Kate Steinle was shot and killed on a San Francisco pier three years ago this month. Her death came at the hands of an illegal alien who had been previously deported five times and was a convicted felon. It also ignited a national discussion about sanctuary city policies that is still going. Unfortunately, Democrats’ new proposal to abolish the department of Immigration and Customs Enforcement (ICE) is moving the immigration debate in an unhealthy direction.

Sanctuary cities threaten public safety, cost taxpayers money and encourage more illegal immigration.

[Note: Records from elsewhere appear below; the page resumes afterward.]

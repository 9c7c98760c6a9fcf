//! Destinations for access log records.

use crate::{Level, LogRecord};
use parking_lot::Mutex;
use std::sync::Arc;
use tracing::{error, info, warn};

/// Accepts finished access log records.
///
/// Sinks are fire-and-forget: the logger never inspects what a sink does with
/// a record.
pub trait LogSink: Send + Sync {
    /// Consumes one record.
    fn log(&self, record: &LogRecord);
}

impl<T: LogSink + ?Sized> LogSink for Arc<T> {
    fn log(&self, record: &LogRecord) {
        (**self).log(record);
    }
}

/// Forwards records to `tracing` under the `tally::access` target.
#[derive(Debug, Clone, Copy, Default)]
pub struct TracingSink;

impl LogSink for TracingSink {
    fn log(&self, record: &LogRecord) {
        match record.level {
            Level::Info => info!(target: "tally::access", category = %record.category, "{}", record.message),
            Level::Warning => warn!(target: "tally::access", category = %record.category, "{}", record.message),
            Level::Error => error!(target: "tally::access", category = %record.category, "{}", record.message),
        }
    }
}

/// Keeps records in memory, for tests and embedding.
#[derive(Debug, Clone, Default)]
pub struct MemorySink {
    records: Arc<Mutex<Vec<LogRecord>>>,
}

impl MemorySink {
    /// Creates an empty sink.
    #[must_use]
    pub fn new() -> Self {
        Self::default()
    }

    /// Returns a snapshot of the records received so far.
    #[must_use]
    pub fn records(&self) -> Vec<LogRecord> {
        self.records.lock().clone()
    }

    /// Returns the number of records received so far.
    #[must_use]
    pub fn len(&self) -> usize {
        self.records.lock().len()
    }

    /// Returns true if nothing has been logged.
    #[must_use]
    pub fn is_empty(&self) -> bool {
        self.records.lock().is_empty()
    }

    /// Removes and returns all records.
    pub fn drain(&self) -> Vec<LogRecord> {
        std::mem::take(&mut *self.records.lock())
    }
}

impl LogSink for MemorySink {
    fn log(&self, record: &LogRecord) {
        self.records.lock().push(record.clone());
    }
}
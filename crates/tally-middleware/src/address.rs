//! Client address resolution.

use axum::extract::ConnectInfo;
use axum::http::{header::HeaderName, HeaderMap, Request};
use std::net::SocketAddr;

/// Proxy-supplied client chain; the first entry is the original client.
pub const X_FORWARDED_FOR: HeaderName = HeaderName::from_static("x-forwarded-for");

/// Proxy-supplied single client address.
pub const X_REAL_IP: HeaderName = HeaderName::from_static("x-real-ip");

/// Address reported when nothing better is known.
pub const FALLBACK_ADDRESS: &str = "0.0.0.0";

/// Resolves the address to report for a request.
///
/// First present wins: `x-forwarded-for`, `x-real-ip`, the peer address from
/// `ConnectInfo`, then [`FALLBACK_ADDRESS`]. Never fails.
pub fn client_address<B>(req: &Request<B>) -> String {
    forwarded_for(req.headers())
        .or_else(|| header_value(req.headers(), &X_REAL_IP))
        .or_else(|| {
            req.extensions()
                .get::<ConnectInfo<SocketAddr>>()
                .map(|ConnectInfo(addr)| addr.ip().to_string())
        })
        .unwrap_or_else(|| FALLBACK_ADDRESS.to_string())
}

fn forwarded_for(headers: &HeaderMap) -> Option<String> {
    header_value(headers, &X_FORWARDED_FOR)?
        .split(',')
        .next()
        .map(str::trim)
        .filter(|v| !v.is_empty())
        .map(String::from)
}

fn header_value(headers: &HeaderMap, name: &HeaderName) -> Option<String> {
    headers
        .get(name)
        .and_then(|v| v.to_str().ok())
        .map(str::trim)
        .filter(|v| !v.is_empty())
        .map(String::from)
}

#[cfg(test)]
mod tests {
    use super::*;
    use axum::http::HeaderValue;

    fn request() -> Request<()> {
        Request::builder().uri("/").body(()).unwrap()
    }

    #[test]
    fn test_forwarded_for_wins() {
        let mut req = request();
        req.headers_mut().insert(X_FORWARDED_FOR, HeaderValue::from_static("1.2.3.4"));
        req.headers_mut().insert(X_REAL_IP, HeaderValue::from_static("5.6.7.8"));
        req.extensions_mut().insert(ConnectInfo(SocketAddr::from(([10, 0, 0, 1], 4000))));
        assert_eq!(client_address(&req), "1.2.3.4");
    }

    #[test]
    fn test_forwarded_for_without_real_ip() {
        let mut req = request();
        req.headers_mut().insert(X_FORWARDED_FOR, HeaderValue::from_static("1.2.3.4"));
        assert_eq!(client_address(&req), "1.2.3.4");
    }

    #[test]
    fn test_forwarded_for_takes_first_hop() {
        let mut req = request();
        req.headers_mut().insert(
            X_FORWARDED_FOR,
            HeaderValue::from_static(" 203.0.113.7 , 10.0.0.2, 10.0.0.3"),
        );
        assert_eq!(client_address(&req), "203.0.113.7");
    }

    #[test]
    fn test_real_ip_when_no_forwarded_for() {
        let mut req = request();
        req.headers_mut().insert(X_REAL_IP, HeaderValue::from_static("5.6.7.8"));
        assert_eq!(client_address(&req), "5.6.7.8");
    }

    #[test]
    fn test_empty_headers_are_skipped() {
        let mut req = request();
        req.headers_mut().insert(X_FORWARDED_FOR, HeaderValue::from_static(""));
        req.headers_mut().insert(X_REAL_IP, HeaderValue::from_static("  "));
        req.extensions_mut().insert(ConnectInfo(SocketAddr::from(([192, 168, 1, 9], 50000))));
        assert_eq!(client_address(&req), "192.168.1.9");
    }

    #[test]
    fn test_peer_address() {
        let mut req = request();
        req.extensions_mut().insert(ConnectInfo(SocketAddr::from(([127, 0, 0, 1], 8080))));
        assert_eq!(client_address(&req), "127.0.0.1");
    }

    #[test]
    fn test_fallback() {
        assert_eq!(client_address(&request()), "0.0.0.0");
    }

    #[test]
    fn test_non_utf8_header_falls_through() {
        let mut req = request();
        req.headers_mut()
            .insert(X_FORWARDED_FOR, HeaderValue::from_bytes(&[0xff, 0xfe]).unwrap());
        assert_eq!(client_address(&req), FALLBACK_ADDRESS);
    }
}
//! devgrid: run a local Consul + Nomad cluster with the traefik, bindle and
//! hippo jobs deployed on it.
//!
//! # Usage
//!
//! ```text
//! devgrid init --path ~/fermyon-installer/local
//! devgrid check
//! devgrid up
//! devgrid status hippo --format json
//! ```

use std::path::PathBuf;

use clap::{Parser, Subcommand};

mod commands;

#[derive(Parser)]
#[command(
    name = "devgrid",
    about = "devgrid: local Consul + Nomad development cluster",
    version,
    propagate_version = true
)]
struct Cli {
    #[command(subcommand)]
    command: Commands,
}

#[derive(Subcommand)]
enum Commands {
    /// Start the agents, deploy every job and keep the cluster up until Ctrl-C.
    Up {
        /// Config file (default: ./devgrid.toml if present, else built-in defaults)
        #[arg(short, long)]
        config: Option<PathBuf>,
        /// Leave the agents running when a deployment fails.
        #[arg(long)]
        keep_on_failure: bool,
    },
    /// Check that the agent binaries are installed.
    Check {
        #[arg(short, long)]
        config: Option<PathBuf>,
    },
    /// Write a devgrid.toml scaffold.
    Init {
        /// Installer directory (holds etc/ and job/)
        #[arg(short, long, default_value = ".")]
        path: PathBuf,
        /// Overwrite an existing devgrid.toml.
        #[arg(long)]
        force: bool,
    },
    /// Show a job's deployment status as the scheduler reports it.
    Status {
        /// Job name, e.g. hippo
        job: String,
        #[arg(short, long)]
        config: Option<PathBuf>,
        /// Output format: text or json
        #[arg(short, long, default_value = "text")]
        format: String,
    },
}

#[tokio::main]
async fn main() -> anyhow::Result<()> {
    tracing_subscriber::fmt()
        .with_env_filter(
            tracing_subscriber::EnvFilter::try_from_default_env()
                .unwrap_or_else(|_| tracing_subscriber::EnvFilter::new("info,devgrid=debug")),
        )
        .init();

    let cli = Cli::parse();

    match cli.command {
        Commands::Up {
            config,
            keep_on_failure,
        } => commands::up::up(config.as_deref(), keep_on_failure).await,
        Commands::Check { config } => commands::check::check(config.as_deref()).await,
        Commands::Init { path, force } => commands::init::init(&path, force),
        Commands::Status {
            job,
            config,
            format,
        } => commands::status::status(&job, config.as_deref(), &format).await,
    }
}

However, the conversation has moved beyond cities, as states are now declaring themselves sanctuaries that will not comply with federal law. I was pleased that the Tennessee state legislature recently passed a bill that became law to ban sanctuary policies.

Encouraging legal immigration is fairer to those migrants who do follow our laws and it deters illegal entry if there is no false hope of amnesty. There was an average of over 490,000 apprehensions along our southwest border per year between FY2013 and FY2017 according to Customs and Border Patrol. We need more interior enforcement, not less.

Democrats’ recent proposal to abolish ICE is not a rational position by any objective standard. ICE’s mission “focuses on smart immigration enforcement, preventing terrorism and combatting the illegal movement of people and trade.” They form part of the “Thin Blue Line” that made over 4,800 gang related arrests in FY2017 while protecting Tennesseans from groups such as MS-13. ICE is also “one of the primary agencies responsible for combatting human trafficking,” which involves the exploitation of children under the age of 18.